Dr. Jindal witnesses incidents of gender violence and the unfair treatment of women. Like when a child falls sick, the mother is blamed for the poor quality of breast milk. Cases of Tuberculosis are covered up for fear of ostracization within the family itself. She highlights the frequent pregnancies and the gynaecological problems that women endure.
Menstruation is another area of concern; women on their periods are often ill-treated. When a woman is brought into the clinic and the doctor asks her for the last menstrual date, it is the men of the family who answer for her.
The boy child is fed and clothed better than a girl child. If a dog were to bite both the boy and the girl, the parents would administer the expensive anti-rabies shot to the boy, leaving the girl’s fate to destiny. Such anecdotes are poignant and hard-hitting.
Dr. Jindal highlights the contrast between the initiatives structured by policy-makers who sit in air-conditioned rooms versus the on-ground realities. One example that she quotes is when women refuse to go for a tubectomy procedure because their husbands can’t accompany them. This is due to their inability to take even a day’s leave for fear of losing their jobs. The doctor’s insights and simple workarounds make the implementation of such schemes more effective. One can’t help but wish that policy-makers consulted medical professionals like her before-hand.
Dr. Jindal traces the evolution of her practice and the changing nature of ailments over the years. With globalization and new money flowing in, the rise in crimes against women is also on a high. The incidents of violence quoted in this book exam are gory and shocking, like the bride whose flesh is burned so badly it sticks to her clothes or the twelve-year-old who is made pregnant by a member of the family. These grim and desolate truths hit the reader hard. Dr. Jindal also challenges the concept of a ‘big fat Indian happy family’ where young children are subject to unwanted advances, but their caregivers turn a blind eye.
The author’s relationship and her unwavering love for her father shine through her writing. Her father is a beautiful soul with extraordinary vision and foresight; his selfless action was instrumental in changing many lives.

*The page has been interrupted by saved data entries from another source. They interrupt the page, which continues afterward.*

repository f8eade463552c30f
//! Presentation Layer
//!
//! HTTP routes, handlers and middleware.

pub mod http;
pub mod middleware;
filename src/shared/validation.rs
//! Validation Utilities

use validator::{Validate, ValidationErrors};

use super::error::AppError;

/// Convert validation errors to AppError, reporting the first failing field.
pub fn validation_error(errors: ValidationErrors) -> AppError {
    let mut fields: Vec<(String, String)> = errors
        .field_errors()
        .iter()
        .flat_map(|(field, errs)| {
            errs.iter().map(move |e| {
                let message = e
                    .message
                    .clone()
                    .map(|m| m.to_string())
                    .unwrap_or_else(|| e.code.to_string());
                (field.to_string(), message)
            })
        })
        .collect();
    fields.sort();

    let message = fields
        .first()
        .map(|(field, message)| format!("{}: {}", field, message))
        .unwrap_or_else(|| "Validation failed".into());

    AppError::Validation(message)
}

/// Validate a request body, mapping failures to `AppError::Validation`.
pub fn validate<T: Validate>(body: &T) -> Result<(), AppError> {
    body.validate().map_err(validation_error)
}
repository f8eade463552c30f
//! Database Module
//!
//! PostgreSQL connection pool, schema setup, and transaction management.

pub mod unit_of_work;

use sqlx::postgres::PgPoolOptions;
use sqlx::PgPool;
use std::time::Duration;

use crate::config::DatabaseSettings;
use crate::shared::error::AppError;

pub use unit_of_work::TransactionContext;

/// Create a PostgreSQL connection pool
pub async fn create_pool(settings: &DatabaseSettings) -> Result<PgPool, sqlx::Error> {
    PgPoolOptions::new()
        .max_connections(settings.max_connections)
        .min_connections(settings.min_connections)
        .acquire_timeout(Duration::from_secs(settings.acquire_timeout))
        .connect(&settings.url)
        .await
}

/// Apply the bundled schema
pub async fn run_migrations(pool: &PgPool) -> Result<(), sqlx::migrate::MigrateError> {
    sqlx::migrate!("./migrations").run(pool).await
}

/// Map a foreign-key violation to `NotFound` naming the missing record,
/// passing other errors through.
pub(crate) fn map_foreign_key(err: sqlx::Error) -> AppError {
    match &err {
        sqlx::Error::Database(db_err) if db_err.is_foreign_key_violation() => AppError::NotFound(
            format!("{} not found", referenced_entity(db_err.constraint())),
        ),
        _ => AppError::Database(err),
    }
}

/// Human name of the table a `<table>_<column>_fkey` constraint points at.
fn referenced_entity(constraint: Option<&str>) -> &'static str {
    let constraint = constraint.unwrap_or_default();
    if constraint.contains("workout_type_id") {
        "Workout type"
    } else if constraint.contains("schedule_id") {
        "Workout schedule"
    } else if constraint.contains("trainer_id") {
        "Trainer"
    } else if constraint.contains("member_id") {
        "Member"
    } else if constraint.contains("club_id") {
        "Club"
    } else {
        "Referenced record"
    }
}
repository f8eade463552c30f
//! Response DTOs
//!
//! Every successful response uses the same envelope:
//! `{success, data?, count?, message?}`. Failures are rendered by
//! [`AppError`](crate::shared::error::AppError) with `success: false`.

use serde::Serialize;
use serde_json::{Map, Value};

/// Standard success envelope
#[derive(Debug, Serialize)]
pub struct ApiResponse<T: Serialize> {
    pub success: bool,

    #[serde(skip_serializing_if = "Option::is_none")]
    pub data: Option<T>,

    #[serde(skip_serializing_if = "Option::is_none")]
    pub count: Option<usize>,

    #[serde(skip_serializing_if = "Option::is_none")]
    pub message: Option<String>,
}

impl<T: Serialize> ApiResponse<Vec<T>> {
    /// A collection with its length in `count`.
    pub fn list(items: Vec<T>) -> Self {
        Self {
            success: true,
            count: Some(items.len()),
            data: Some(items),
            message: None,
        }
    }
}

impl<T: Serialize> ApiResponse<T> {
    /// A single record.
    pub fn item(data: T) -> Self {
        Self {
            success: true,
            data: Some(data),
            count: None,
            message: None,
        }
    }
}

impl ApiResponse<Value> {
    /// A create acknowledgement carrying the new ID under `id_field`.
    pub fn created(message: impl Into<String>, id_field: &str, id: i64) -> Self {
        let mut data = Map::new();
        data.insert(id_field.to_string(), Value::from(id));

        Self {
            success: true,
            data: Some(Value::Object(data)),
            count: None,
            message: Some(message.into()),
        }
    }
}

impl ApiResponse<()> {
    /// An acknowledgement with no payload.
    pub fn message(message: impl Into<String>) -> Self {
        Self {
            success: true,
            data: None,
            count: None,
            message: Some(message.into()),
        }
    }
}
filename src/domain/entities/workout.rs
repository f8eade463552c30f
//! Workout types and scheduled sessions.
//!
//! A `WorkoutType` is a class template; a `WorkoutSchedule` is one bookable
//! session of that class carrying the live seat counter.

use async_trait::async_trait;
use chrono::{NaiveDate, NaiveTime};
use serde::{Deserialize, Serialize};

use crate::shared::error::AppError;

/// A class template (name, duration, difficulty, nominal group size).
///
/// Maps to the `workout_types` table. Does not track live seats.
#[derive(Debug, Clone, PartialEq, Serialize, Deserialize)]
pub struct WorkoutType {
    pub workout_type_id: i64,
    pub workout_name: String,
    pub description: Option<String>,
    pub duration_minutes: i32,
    pub difficulty_level: String,
    pub max_participants: i32,
}

/// Editable workout type fields.
#[derive(Debug, Clone, Default, PartialEq)]
pub struct WorkoutTypeFields {
    pub workout_name: String,
    pub description: Option<String>,
    pub duration_minutes: i32,
    pub difficulty_level: String,
    pub max_participants: i32,
}

/// One concrete bookable session.
///
/// Maps to the `workout_schedule` table:
/// - available_spots: INTEGER NOT NULL, live remaining capacity
/// - capacity: INTEGER NOT NULL, provisioned ceiling
/// - CHECK (available_spots >= 0 AND available_spots <= capacity)
#[derive(Debug, Clone, PartialEq, Serialize, Deserialize)]
pub struct WorkoutSchedule {
    pub schedule_id: i64,
    pub workout_type_id: i64,
    pub trainer_id: i64,
    pub club_id: i64,
    pub schedule_date: NaiveDate,
    pub start_time: NaiveTime,
    pub end_time: NaiveTime,
    pub available_spots: i32,
    pub capacity: i32,
}

impl WorkoutSchedule {
    /// Whether at least one seat is still free.
    pub fn has_free_spot(&self) -> bool {
        self.available_spots > 0
    }

    /// Number of seats currently taken.
    pub fn occupied_spots(&self) -> i32 {
        self.capacity - self.available_spots
    }
}

/// A schedule joined with its workout, trainer and club labels.
///
/// Which labels are present depends on the query that produced it.
#[derive(Debug, Clone, PartialEq, Serialize, Deserialize)]
pub struct ScheduleDetail {
    #[serde(flatten)]
    pub schedule: WorkoutSchedule,

    #[serde(skip_serializing_if = "Option::is_none")]
    pub workout_name: Option<String>,
    #[serde(skip_serializing_if = "Option::is_none")]
    pub description: Option<String>,
    #[serde(skip_serializing_if = "Option::is_none")]
    pub difficulty_level: Option<String>,
    #[serde(skip_serializing_if = "Option::is_none")]
    pub duration_minutes: Option<i32>,
    #[serde(skip_serializing_if = "Option::is_none")]
    pub trainer_first_name: Option<String>,
    #[serde(skip_serializing_if = "Option::is_none")]
    pub trainer_last_name: Option<String>,
    #[serde(skip_serializing_if = "Option::is_none")]
    pub club_name: Option<String>,
    #[serde(skip_serializing_if = "Option::is_none")]
    pub address: Option<String>,
}

impl ScheduleDetail {
    /// Wrap a bare schedule with no labels.
    pub fn bare(schedule: WorkoutSchedule) -> Self {
        Self {
            schedule,
            workout_name: None,
            description: None,
            difficulty_level: None,
            duration_minutes: None,
            trainer_first_name: None,
            trainer_last_name: None,
            club_name: None,
            address: None,
        }
    }
}

/// Fields for provisioning a new session. `available_spots` also becomes
/// the session's capacity.
#[derive(Debug, Clone, PartialEq)]
pub struct NewSchedule {
    pub workout_type_id: i64,
    pub trainer_id: i64,
    pub club_id: i64,
    pub schedule_date: NaiveDate,
    pub start_time: NaiveTime,
    pub end_time: NaiveTime,
    pub available_spots: i32,
}

/// Administrative edit of a session.
///
/// Setting `available_spots` above the current capacity raises the capacity
/// to match.
#[derive(Debug, Clone, PartialEq)]
pub struct ScheduleChanges {
    pub schedule_date: NaiveDate,
    pub start_time: NaiveTime,
    pub end_time: NaiveTime,
    pub available_spots: i32,
}

#[cfg_attr(test, mockall::automock)]
#[async_trait]
pub trait WorkoutTypeRepository: Send + Sync {
    /// List all workout types ordered by name.
    async fn list(&self) -> Result<Vec<WorkoutType>, AppError>;

    async fn find_by_id(&self, workout_type_id: i64) -> Result<Option<WorkoutType>, AppError>;

    async fn create(&self, fields: &WorkoutTypeFields) -> Result<i64, AppError>;

    async fn update(&self, workout_type_id: i64, fields: &WorkoutTypeFields) -> Result<(), AppError>;

    async fn delete(&self, workout_type_id: i64) -> Result<(), AppError>;
}

#[cfg_attr(test, mockall::automock)]
#[async_trait]
pub trait WorkoutScheduleRepository: Send + Sync {
    /// All sessions with labels, latest date and time first.
    async fn list(&self) -> Result<Vec<ScheduleDetail>, AppError>;

    /// Sessions dated today or later, earliest first.
    async fn list_upcoming(&self) -> Result<Vec<ScheduleDetail>, AppError>;

    /// Bare session row, used for capacity checks.
    async fn find_by_id(&self, schedule_id: i64) -> Result<Option<WorkoutSchedule>, AppError>;

    /// Session with full labels including workout description and club address.
    async fn find_detail(&self, schedule_id: i64) -> Result<Option<ScheduleDetail>, AppError>;

    async fn create(&self, schedule: &NewSchedule) -> Result<i64, AppError>;

    async fn update(&self, schedule_id: i64, changes: &ScheduleChanges) -> Result<(), AppError>;

    async fn delete(&self, schedule_id: i64) -> Result<(), AppError>;
}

I found the ending a tad abrupt; it would have been great to have a chapter on the doctor’s reflections, rounding off the journey so far. Overall, the narrative is bold, and the author is candid while expressing her views. This memoir will have you tearing up in places and cheering in others. It has much potential to be made into a full-fledged OTT series, reminiscent of a Grey’s Anatomy or a New Amsterdam.
The Reluctant Doctor is brilliant and eye-opening. Go for it!